Dataset entries:
BEGIN

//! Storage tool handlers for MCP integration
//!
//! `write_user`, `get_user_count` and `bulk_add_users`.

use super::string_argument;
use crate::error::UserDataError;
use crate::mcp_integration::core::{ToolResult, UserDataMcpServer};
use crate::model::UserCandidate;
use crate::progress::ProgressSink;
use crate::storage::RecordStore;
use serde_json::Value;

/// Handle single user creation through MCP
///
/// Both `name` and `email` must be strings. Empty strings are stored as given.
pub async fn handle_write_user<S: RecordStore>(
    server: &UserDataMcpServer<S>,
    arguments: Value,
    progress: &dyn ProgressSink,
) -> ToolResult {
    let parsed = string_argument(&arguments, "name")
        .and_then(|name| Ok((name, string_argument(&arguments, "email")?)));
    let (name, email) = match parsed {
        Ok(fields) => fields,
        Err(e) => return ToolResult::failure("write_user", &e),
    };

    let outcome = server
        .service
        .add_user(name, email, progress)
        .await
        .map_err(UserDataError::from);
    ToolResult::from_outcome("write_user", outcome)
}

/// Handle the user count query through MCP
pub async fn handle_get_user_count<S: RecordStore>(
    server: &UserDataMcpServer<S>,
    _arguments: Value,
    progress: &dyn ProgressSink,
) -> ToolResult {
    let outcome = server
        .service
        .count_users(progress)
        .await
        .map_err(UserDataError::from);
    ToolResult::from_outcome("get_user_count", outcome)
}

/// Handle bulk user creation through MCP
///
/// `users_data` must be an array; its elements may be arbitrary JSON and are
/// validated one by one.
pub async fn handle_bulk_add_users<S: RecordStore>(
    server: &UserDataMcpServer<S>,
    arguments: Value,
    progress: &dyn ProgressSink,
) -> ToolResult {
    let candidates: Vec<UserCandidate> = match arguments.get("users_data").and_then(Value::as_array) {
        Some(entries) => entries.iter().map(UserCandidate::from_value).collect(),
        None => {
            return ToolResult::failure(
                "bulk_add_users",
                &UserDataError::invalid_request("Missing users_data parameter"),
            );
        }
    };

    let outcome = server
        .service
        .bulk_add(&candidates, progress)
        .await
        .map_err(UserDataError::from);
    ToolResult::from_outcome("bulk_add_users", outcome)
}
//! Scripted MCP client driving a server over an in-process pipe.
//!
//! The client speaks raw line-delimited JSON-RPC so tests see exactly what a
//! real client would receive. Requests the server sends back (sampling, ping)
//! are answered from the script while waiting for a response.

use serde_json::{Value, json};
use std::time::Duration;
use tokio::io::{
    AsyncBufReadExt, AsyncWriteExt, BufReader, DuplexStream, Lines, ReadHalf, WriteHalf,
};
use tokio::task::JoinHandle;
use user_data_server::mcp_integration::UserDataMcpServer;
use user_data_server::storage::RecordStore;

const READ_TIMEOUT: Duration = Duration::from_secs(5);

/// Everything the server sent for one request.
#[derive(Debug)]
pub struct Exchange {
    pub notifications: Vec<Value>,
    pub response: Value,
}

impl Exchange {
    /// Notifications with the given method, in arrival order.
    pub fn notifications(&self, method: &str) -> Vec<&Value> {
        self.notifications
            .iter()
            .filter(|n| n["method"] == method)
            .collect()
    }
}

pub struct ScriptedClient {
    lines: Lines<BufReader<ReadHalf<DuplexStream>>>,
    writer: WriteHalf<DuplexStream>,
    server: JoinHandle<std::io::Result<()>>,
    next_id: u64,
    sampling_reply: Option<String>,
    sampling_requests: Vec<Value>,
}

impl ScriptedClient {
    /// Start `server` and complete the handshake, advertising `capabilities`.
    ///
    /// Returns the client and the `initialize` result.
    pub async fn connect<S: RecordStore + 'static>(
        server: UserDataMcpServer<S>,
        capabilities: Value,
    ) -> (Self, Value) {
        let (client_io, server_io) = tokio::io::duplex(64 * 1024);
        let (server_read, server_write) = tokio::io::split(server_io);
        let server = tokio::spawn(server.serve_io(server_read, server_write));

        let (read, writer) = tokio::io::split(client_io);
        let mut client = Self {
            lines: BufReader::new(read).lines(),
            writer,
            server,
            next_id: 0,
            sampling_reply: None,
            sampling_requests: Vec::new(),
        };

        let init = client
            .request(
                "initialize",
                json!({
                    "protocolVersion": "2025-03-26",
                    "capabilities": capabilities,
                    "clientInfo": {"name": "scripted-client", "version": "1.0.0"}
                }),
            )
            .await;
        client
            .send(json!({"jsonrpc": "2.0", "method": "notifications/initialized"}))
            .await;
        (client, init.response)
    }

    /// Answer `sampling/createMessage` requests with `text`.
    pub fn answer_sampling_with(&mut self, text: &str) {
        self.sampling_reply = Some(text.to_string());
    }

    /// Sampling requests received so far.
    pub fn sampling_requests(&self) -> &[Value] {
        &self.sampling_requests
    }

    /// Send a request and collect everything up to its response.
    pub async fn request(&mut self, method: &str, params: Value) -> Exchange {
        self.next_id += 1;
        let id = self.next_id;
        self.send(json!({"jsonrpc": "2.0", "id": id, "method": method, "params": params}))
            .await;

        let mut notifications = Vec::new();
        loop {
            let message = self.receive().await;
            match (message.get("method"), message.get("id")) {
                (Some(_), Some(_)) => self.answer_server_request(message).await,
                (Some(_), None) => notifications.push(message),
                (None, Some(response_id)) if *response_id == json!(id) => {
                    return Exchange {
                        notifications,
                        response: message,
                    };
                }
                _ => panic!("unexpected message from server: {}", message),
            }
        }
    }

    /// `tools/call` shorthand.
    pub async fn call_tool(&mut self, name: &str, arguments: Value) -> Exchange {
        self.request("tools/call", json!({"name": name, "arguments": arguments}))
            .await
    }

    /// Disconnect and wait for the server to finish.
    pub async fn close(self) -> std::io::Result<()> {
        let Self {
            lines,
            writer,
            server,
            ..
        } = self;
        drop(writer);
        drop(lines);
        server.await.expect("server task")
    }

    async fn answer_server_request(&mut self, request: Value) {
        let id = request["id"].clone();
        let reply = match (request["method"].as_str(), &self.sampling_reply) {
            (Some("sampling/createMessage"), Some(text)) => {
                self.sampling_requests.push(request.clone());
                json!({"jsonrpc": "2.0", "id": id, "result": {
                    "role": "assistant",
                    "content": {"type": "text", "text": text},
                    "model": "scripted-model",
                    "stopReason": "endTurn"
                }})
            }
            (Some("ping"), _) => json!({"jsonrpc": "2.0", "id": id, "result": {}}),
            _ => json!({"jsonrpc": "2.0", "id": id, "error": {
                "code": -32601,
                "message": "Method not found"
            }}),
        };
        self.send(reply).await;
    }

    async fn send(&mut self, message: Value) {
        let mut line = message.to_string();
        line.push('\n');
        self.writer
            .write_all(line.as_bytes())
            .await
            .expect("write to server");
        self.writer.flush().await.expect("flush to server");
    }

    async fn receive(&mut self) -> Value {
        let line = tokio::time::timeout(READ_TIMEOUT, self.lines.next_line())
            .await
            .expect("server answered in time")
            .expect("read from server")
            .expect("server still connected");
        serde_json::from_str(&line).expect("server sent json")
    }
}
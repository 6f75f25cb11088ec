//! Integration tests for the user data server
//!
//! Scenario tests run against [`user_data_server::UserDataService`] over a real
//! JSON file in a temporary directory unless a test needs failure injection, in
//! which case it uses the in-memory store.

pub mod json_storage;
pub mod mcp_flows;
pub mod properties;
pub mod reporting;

END

## WORK REQUEST
Repeat the data in full, matching each line exactly.

## YOUR SOLUTION
//! Storage tool handlers for MCP integration
//!
//! `write_user`, `get_user_count` and `bulk_add_users`.

use super::string_argument;
use crate::error::UserDataError;
use crate::mcp_integration::core::{ToolResult, UserDataMcpServer};
use crate::model::UserCandidate;
use crate::progress::ProgressSink;
use crate::storage::RecordStore;
use serde_json::Value;

/// Handle single user creation through MCP
///
/// Both `name` and `email` must be strings. Empty strings are stored as given.
pub async fn handle_write_user<S: RecordStore>(
    server: &UserDataMcpServer<S>,
    arguments: Value,
    progress: &dyn ProgressSink,
) -> ToolResult {
    let parsed = string_argument(&arguments, "name")
        .and_then(|name| Ok((name, string_argument(&arguments, "email")?)));
    let (name, email) = match parsed {
        Ok(fields) => fields,
        Err(e) => return ToolResult::failure("write_user", &e),
    };

    let outcome = server
        .service
        .add_user(name, email, progress)
        .await
        .map_err(UserDataError::from);
    ToolResult::from_outcome("write_user", outcome)
}

/// Handle the user count query through MCP
pub async fn handle_get_user_count<S: RecordStore>(
    server: &UserDataMcpServer<S>,
    _arguments: Value,
    progress: &dyn ProgressSink,
) -> ToolResult {
    let outcome = server
        .service
        .count_users(progress)
        .await
        .map_err(UserDataError::from);
    ToolResult::from_outcome("get_user_count", outcome)
}

/// Handle bulk user creation through MCP
///
/// `users_data` must be an array; its elements may be arbitrary JSON and are
/// validated one by one.
pub async fn handle_bulk_add_users<S: RecordStore>(
    server: &UserDataMcpServer<S>,
    arguments: Value,
    progress: &dyn ProgressSink,
) -> ToolResult {
    let candidates: Vec<UserCandidate> = match arguments.get("users_data").and_then(Value::as_array) {
        Some(entries) => entries.iter().map(UserCandidate::from_value).collect(),
        None => {
            return ToolResult::failure(
                "bulk_add_users",
                &UserDataError::invalid_request("Missing users_data parameter"),
            );
        }
    };

    let outcome = server
        .service
        .bulk_add(&candidates, progress)
        .await
        .map_err(UserDataError::from);
    ToolResult::from_outcome("bulk_add_users", outcome)
}
//! Scripted MCP client driving a server over an in-process pipe.
//!
//! The client speaks raw line-delimited JSON-RPC so tests see exactly what a
//! real client would receive. Requests the server sends back (sampling, ping)
//! are answered from the script while waiting for a response.

use serde_json::{Value, json};
use std::time::Duration;
use tokio::io::{
    AsyncBufReadExt, AsyncWriteExt, BufReader, DuplexStream, Lines, ReadHalf, WriteHalf,
};
use tokio::task::JoinHandle;
use user_data_server::mcp_integration::UserDataMcpServer;
use user_data_server::storage::RecordStore;

const READ_TIMEOUT: Duration = Duration::from_secs(5);

/// Everything the server sent for one request.
#[derive(Debug)]
pub struct Exchange {
    pub notifications: Vec<Value>,
    pub response: Value,
}

impl Exchange {
    /// Notifications with the given method, in arrival order.
    pub fn notifications(&self, method: &str) -> Vec<&Value> {
        self.notifications
            .iter()
            .filter(|n| n["method"] == method)
            .collect()
    }
}

pub struct ScriptedClient {
    lines: Lines<BufReader<ReadHalf<DuplexStream>>>,
    writer: WriteHalf<DuplexStream>,
    server: JoinHandle<std::io::Result<()>>,
    next_id: u64,
    sampling_reply: Option<String>,
    sampling_requests: Vec<Value>,
}

impl ScriptedClient {
    /// Start `server` and complete the handshake, advertising `capabilities`.
    ///
    /// Returns the client and the `initialize` result.
    pub async fn connect<S: RecordStore + 'static>(
        server: UserDataMcpServer<S>,
        capabilities: Value,
    ) -> (Self, Value) {
        let (client_io, server_io) = tokio::io::duplex(64 * 1024);
        let (server_read, server_write) = tokio::io::split(server_io);
        let server = tokio::spawn(server.serve_io(server_read, server_write));

        let (read, writer) = tokio::io::split(client_io);
        let mut client = Self {
            lines: BufReader::new(read).lines(),
            writer,
            server,
            next_id: 0,
            sampling_reply: None,
            sampling_requests: Vec::new(),
        };

        let init = client
            .request(
                "initialize",
                json!({
                    "protocolVersion": "2025-03-26",
                    "capabilities": capabilities,
                    "clientInfo": {"name": "scripted-client", "version": "1.0.0"}
                }),
            )
            .await;
        client
            .send(json!({"jsonrpc": "2.0", "method": "notifications/initialized"}))
            .await;
        (client, init.response)
    }

    /// Answer `sampling/createMessage` requests with `text`.
    pub fn answer_sampling_with(&mut self, text: &str) {
        self.sampling_reply = Some(text.to_string());
    }

    /// Sampling requests received so far.
    pub fn sampling_requests(&self) -> &[Value] {
        &self.sampling_requests
    }

    /// Send a request and collect everything up to its response.
    pub async fn request(&mut self, method: &str, params: Value) -> Exchange {
        self.next_id += 1;
        let id = self.next_id;
        self.send(json!({"jsonrpc": "2.0", "id": id, "method": method, "params": params}))
            .await;

        let mut notifications = Vec::new();
        loop {
            let message = self.receive().await;
            match (message.get("method"), message.get("id")) {
                (Some(_), Some(_)) => self.answer_server_request(message).await,
                (Some(_), None) => notifications.push(message),
                (None, Some(response_id)) if *response_id == json!(id) => {
                    return Exchange {
                        notifications,
                        response: message,
                    };
                }
                _ => panic!("unexpected message from server: {}", message),
            }
        }
    }

    /// `tools/call` shorthand.
    pub async fn call_tool(&mut self, name: &str, arguments: Value) -> Exchange {
        self.request("tools/call", json!({"name": name, "arguments": arguments}))
            .await
    }

    /// Disconnect and wait for the server to finish.
    pub async fn close(self) -> std::io::Result<()> {
        let Self {
            lines,
            writer,
            server,
            ..
        } = self;
        drop(writer);
        drop(lines);
        server.await.expect("server task")
    }

    async fn answer_server_request(&mut self, request: Value) {
        let id = request["id"].clone();
        let reply = match (request["method"].as_str(), &self.sampling_reply) {
            (Some("sampling/createMessage"), Some(text)) => {
                self.sampling_requests.push(request.clone());
                json!({"jsonrpc": "2.0", "id": id, "result": {
                    "role": "assistant",
                    "content": {"type": "text", "text": text},
                    "model": "scripted-model",
                    "stopReason": "endTurn"
                }})
            }
            (Some("ping"), _) => json!({"jsonrpc": "2.0", "id": id, "result": {}}),
            _ => json!({"jsonrpc": "2.0", "id": id, "error": {
                "code": -32601,
                "message": "Method not found"
            }}),
        };
        self.send(reply).await;
    }

    async fn send(&mut self, message: Value) {
        let mut line = message.to_string();
        line.push('\n');
        self.writer
            .write_all(line.as_bytes())
            .await
            .expect("write to server");
        self.writer.flush().await.expect("flush to server");
    }

    async fn receive(&mut self) -> Value {
        let line = tokio::time::timeout(READ_TIMEOUT, self.lines.next_line())
            .await
            .expect("server answered in time")
            .expect("read from server")
            .expect("server still connected");
        serde_json::from_str(&line).expect("server sent json")
    }
}
repository 6f75f25cb11088ec
//! Integration tests for the user data server
//!
//! Scenario tests run against [`user_data_server::UserDataService`] over a real
//! JSON file in a temporary directory unless a test needs failure injection, in
//! which case it uses the in-memory store.

pub mod json_storage;
pub mod mcp_flows;
pub mod properties;
pub mod reporting;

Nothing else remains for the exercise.